• _What you need to do_
Each line in the entries that has the word "left" has to be copied.
== Source material ==
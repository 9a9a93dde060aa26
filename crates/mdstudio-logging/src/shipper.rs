//! Buffered, retrying delivery of log records to the active session.
//!
//! A `LogShipper` accepts records at any time and ships them to the first
//! session that started flushing. Shipping is single-flight: while one flush
//! is in progress further triggers return immediately. A failed flush leaves
//! the buffer untouched; records only leave the buffer once the session has
//! accepted them or they are written to disk. When the last session pauses,
//! the buffer is written to that session's recovery file and reloaded the next
//! time flushing starts from it.
//!
//! Flushing and writing the recovery file hold the same guard. A write asked
//! for while a flush is running happens once that flush settles, so a record
//! is never both shipped and left on disk.

use std::{
    collections::HashSet,
    path::{Path, PathBuf},
    sync::{
        Arc, Mutex, MutexGuard, PoisonError,
        atomic::{AtomicBool, Ordering},
    },
};

use mdstudio_core::{AsyncValue, FailureKind, Result, SessionId};
use tokio::{task::JoinHandle, time::MissedTickBehavior};

use crate::{config::ShipperConfig, record::Record, recovery};

/// Source recorded on the shipper's own records.
pub const NAMESPACE: &str = "mdstudio.logging.shipper";

/// A session able to receive shipped records.
pub trait LogSession: Send + Sync {
    fn id(&self) -> SessionId;

    /// Root directory of the component owning the session.
    fn component_root_path(&self) -> PathBuf;

    /// Deliver `records`; resolves once the collector accepted them.
    fn flush_logs(&self, records: Vec<Record>) -> AsyncValue<()>;
}

/// Records loaded from a recovery file that are not yet shipped or stored
/// elsewhere. The file is removed once `ids` is empty.
struct Recovered {
    root: PathBuf,
    ids: HashSet<u64>,
}

#[derive(Default)]
struct State {
    buffer: Vec<(u64, Record)>,
    next_id: u64,
    active_sessions: Vec<Arc<dyn LogSession>>,
    current_target: Option<Arc<dyn LogSession>>,
    last_root: Option<PathBuf>,
    recovered: Vec<Recovered>,
    deferred_persist: Option<PathBuf>,
}

impl State {
    fn tag(&mut self, records: Vec<Record>) -> Vec<(u64, Record)> {
        records
            .into_iter()
            .map(|record| {
                let id = self.next_id;
                self.next_id += 1;
                (id, record)
            })
            .collect()
    }

    fn snapshot(&self) -> (HashSet<u64>, Vec<Record>) {
        self.buffer
            .iter()
            .map(|(id, record)| (*id, record.clone()))
            .unzip()
    }

    /// Drop the records in `done` and return the recovery files they emptied.
    fn settle(&mut self, done: &HashSet<u64>) -> Vec<PathBuf> {
        self.buffer.retain(|(id, _)| !done.contains(id));
        let mut emptied = Vec::new();
        self.recovered.retain_mut(|recovered| {
            recovered.ids.retain(|id| !done.contains(id));
            if recovered.ids.is_empty() {
                emptied.push(recovered.root.clone());
                false
            } else {
                true
            }
        });
        emptied
    }
}

/// Holds the single-flight flag; clears it when dropped.
struct FlushGuard<'a>(&'a AtomicBool);

impl Drop for FlushGuard<'_> {
    fn drop(&mut self) {
        self.0.store(false, Ordering::Release);
    }
}

pub struct LogShipper {
    config: ShipperConfig,
    state: Mutex<State>,
    flushing: AtomicBool,
}

impl LogShipper {
    /// Create a shipper. Its first record announces that collection started.
    #[must_use]
    pub fn new(config: ShipperConfig) -> Self {
        let shipper = Self {
            config,
            state: Mutex::default(),
            flushing: AtomicBool::new(false),
        };
        shipper.record(Record::info(NAMESPACE, "Collecting logs"));
        shipper
    }

    #[must_use]
    pub const fn config(&self) -> &ShipperConfig {
        &self.config
    }

    fn state(&self) -> MutexGuard<'_, State> {
        self.state.lock().unwrap_or_else(PoisonError::into_inner)
    }

    /// Append a record. Never blocks on I/O.
    pub fn record(&self, record: Record) {
        let mut state = self.state();
        let id = state.next_id;
        state.next_id += 1;
        state.buffer.push((id, record));
    }

    /// Snapshot of the records waiting to be shipped.
    #[must_use]
    pub fn buffered(&self) -> Vec<Record> {
        self.state().snapshot().1
    }

    /// Session records are currently shipped to.
    #[must_use]
    pub fn target(&self) -> Option<SessionId> {
        self.state().current_target.as_ref().map(|session| session.id())
    }

    /// Register `session`. The first registered session becomes the target,
    /// and records left in its recovery file are queued ahead of newer ones.
    pub async fn start_flushing(&self, session: Arc<dyn LogSession>) {
        let root = session.component_root_path();
        let needs_target = self.state().current_target.is_none();
        let recovered = if needs_target {
            recovery::load(&root).await
        } else {
            Vec::new()
        };

        let recovered_count = recovered.len();
        {
            let mut state = self.state();
            if state.current_target.is_none() {
                let tagged = state.tag(recovered);
                if !tagged.is_empty() {
                    let ids = tagged.iter().map(|(id, _)| *id).collect();
                    state.recovered.push(Recovered {
                        root: root.clone(),
                        ids,
                    });
                }
                state.buffer.splice(0..0, tagged);
                state.last_root = Some(root);
                state.current_target = Some(Arc::clone(&session));
            }
            if !state.active_sessions.iter().any(|s| s.id() == session.id()) {
                state.active_sessions.push(Arc::clone(&session));
            }
        }
        tracing::debug!(session = %session.id(), recovered = recovered_count, "Started flushing");
    }

    /// Unregister a session. Flushing moves to the next remaining session; if
    /// none remains the buffer is written to the recovery file.
    pub async fn pause_flushing(&self, session_id: SessionId) {
        let persist_root = {
            let mut state = self.state();
            state.active_sessions.retain(|s| s.id() != session_id);
            if state.current_target.as_ref().is_some_and(|t| t.id() == session_id) {
                state.current_target = state.active_sessions.first().cloned();
                if let Some(next) = &state.current_target {
                    state.last_root = Some(next.component_root_path());
                }
            }
            if state.current_target.is_none() {
                state.last_root.clone()
            } else {
                None
            }
        };

        if let Some(root) = persist_root {
            self.persist(root).await;
        }
    }

    /// Ship the buffer to the target session.
    ///
    /// Small buffers are debounced first. Returns the number of records
    /// shipped, which is zero if nothing was due or another flush is running.
    ///
    /// # Errors
    /// Returns the last failure once the retry policy for it is exhausted.
    /// The buffer is left unchanged.
    pub async fn flush_logs(&self) -> Result<usize> {
        if self.flushing.swap(true, Ordering::AcqRel) {
            return Ok(0);
        }
        let guard = FlushGuard(&self.flushing);
        let outcome = self.ship().await;
        self.release(guard).await;
        outcome
    }

    /// Write the buffer to the last target's recovery file.
    ///
    /// If a flush is running, the write happens when it settles.
    pub async fn shutdown(&self) {
        let root = self.state().last_root.clone();
        if let Some(root) = root {
            self.persist(root).await;
        }
    }

    /// Flush periodically on a background task.
    pub fn spawn_flusher(self: Arc<Self>) -> JoinHandle<()> {
        let period = self.config.flush_interval();
        tokio::spawn(async move {
            let mut interval = tokio::time::interval(period);
            interval.set_missed_tick_behavior(MissedTickBehavior::Delay);
            loop {
                interval.tick().await;
                if let Err(e) = self.flush_logs().await {
                    tracing::debug!("Periodic flush failed, retrying next period: {e}");
                }
            }
        })
    }

    async fn ship(&self) -> Result<usize> {
        let pending = {
            let state = self.state();
            if state.current_target.is_none() {
                return Ok(0);
            }
            state.buffer.len()
        };
        if pending == 0 {
            return Ok(0);
        }
        if pending < self.config.flush_threshold {
            tokio::time::sleep(self.config.debounce()).await;
        }

        let (target, (ids, snapshot)) = {
            let state = self.state();
            match &state.current_target {
                Some(target) => (Arc::clone(target), state.snapshot()),
                None => return Ok(0),
            }
        };
        if snapshot.is_empty() {
            return Ok(0);
        }

        let mut attempts = [0usize; 3];
        loop {
            let error = match target.flush_logs(snapshot.clone()).await {
                Ok(()) => break,
                Err(e) => e,
            };
            let kind = error.kind();
            let slot = match kind {
                FailureKind::Timeout => 0,
                FailureKind::Application => 1,
                FailureKind::Transport => 2,
                FailureKind::Logic | FailureKind::Refreshing | FailureKind::Unclassified => {
                    tracing::error!(session = %target.id(), "Failed to flush logs: {error}");
                    return Err(error);
                }
            };
            let Some(wait) = self.config.retry_wait(kind, attempts[slot]) else {
                tracing::warn!(session = %target.id(), "Giving up on log flush: {error}");
                return Err(error);
            };
            attempts[slot] += 1;
            tracing::warn!(
                session = %target.id(),
                retry_in_ms = wait.as_millis(),
                "Log flush failed: {error}"
            );
            tokio::time::sleep(wait).await;
        }

        let emptied = self.state().settle(&ids);
        for root in emptied {
            remove_recovery(&root).await;
        }
        Ok(ids.len())
    }

    /// Write the buffer to the recovery file under `root`, or leave it to the
    /// running flush.
    async fn persist(&self, root: PathBuf) {
        let guard = {
            let mut state = self.state();
            if self.flushing.swap(true, Ordering::AcqRel) {
                state.deferred_persist = Some(root);
                return;
            }
            FlushGuard(&self.flushing)
        };
        self.store(&root).await;
        self.release(guard).await;
    }

    /// Run writes deferred while the guard was held, then drop it. The flag is
    /// cleared under the state lock so no deferred write is missed.
    async fn release(&self, guard: FlushGuard<'_>) {
        loop {
            let root = {
                let mut state = self.state();
                match state.deferred_persist.take() {
                    Some(root) => root,
                    None => {
                        drop(guard);
                        return;
                    }
                }
            };
            self.store(&root).await;
        }
    }

    async fn store(&self, root: &Path) {
        let (ids, records, loaded) = {
            let state = self.state();
            let (ids, records) = state.snapshot();
            let loaded = state.recovered.iter().any(|r| r.root.as_path() == root);
            (ids, records, loaded)
        };
        if records.is_empty() {
            return;
        }
        // A file we never loaded holds records that are not in the buffer.
        let mut contents = if loaded {
            Vec::new()
        } else {
            recovery::load(root).await
        };
        contents.extend(records);
        if let Err(e) = recovery::store(root, &contents).await {
            tracing::warn!(root = %root.display(), "Could not store recovery file: {e}");
            return;
        }
        // Records now on disk under `root`; other files holding them are stale.
        let emptied = self.state().settle(&ids);
        for stale in emptied.into_iter().filter(|stale| stale.as_path() != root) {
            remove_recovery(&stale).await;
        }
    }
}

async fn remove_recovery(root: &Path) {
    if let Err(e) = recovery::remove(root).await {
        tracing::warn!(root = %root.display(), "Could not remove recovery file: {e}");
    }
}

impl std::fmt::Debug for LogShipper {
    fn fmt(&self, f: &mut std::fmt::Formatter<'_>) -> std::fmt::Result {
        let state = self.state();
        f.debug_struct("LogShipper")
            .field("buffered", &state.buffer.len())
            .field("sessions", &state.active_sessions.len())
            .field("target", &state.current_target.as_ref().map(|t| t.id()))
            .field("flushing", &self.flushing.load(Ordering::Acquire))
            .finish_non_exhaustive()
    }
}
===
• _The completed task_
//! is never both shipped and left on disk.
    /// and records left in its recovery file are queued ahead of newer ones.
    /// The buffer is left unchanged.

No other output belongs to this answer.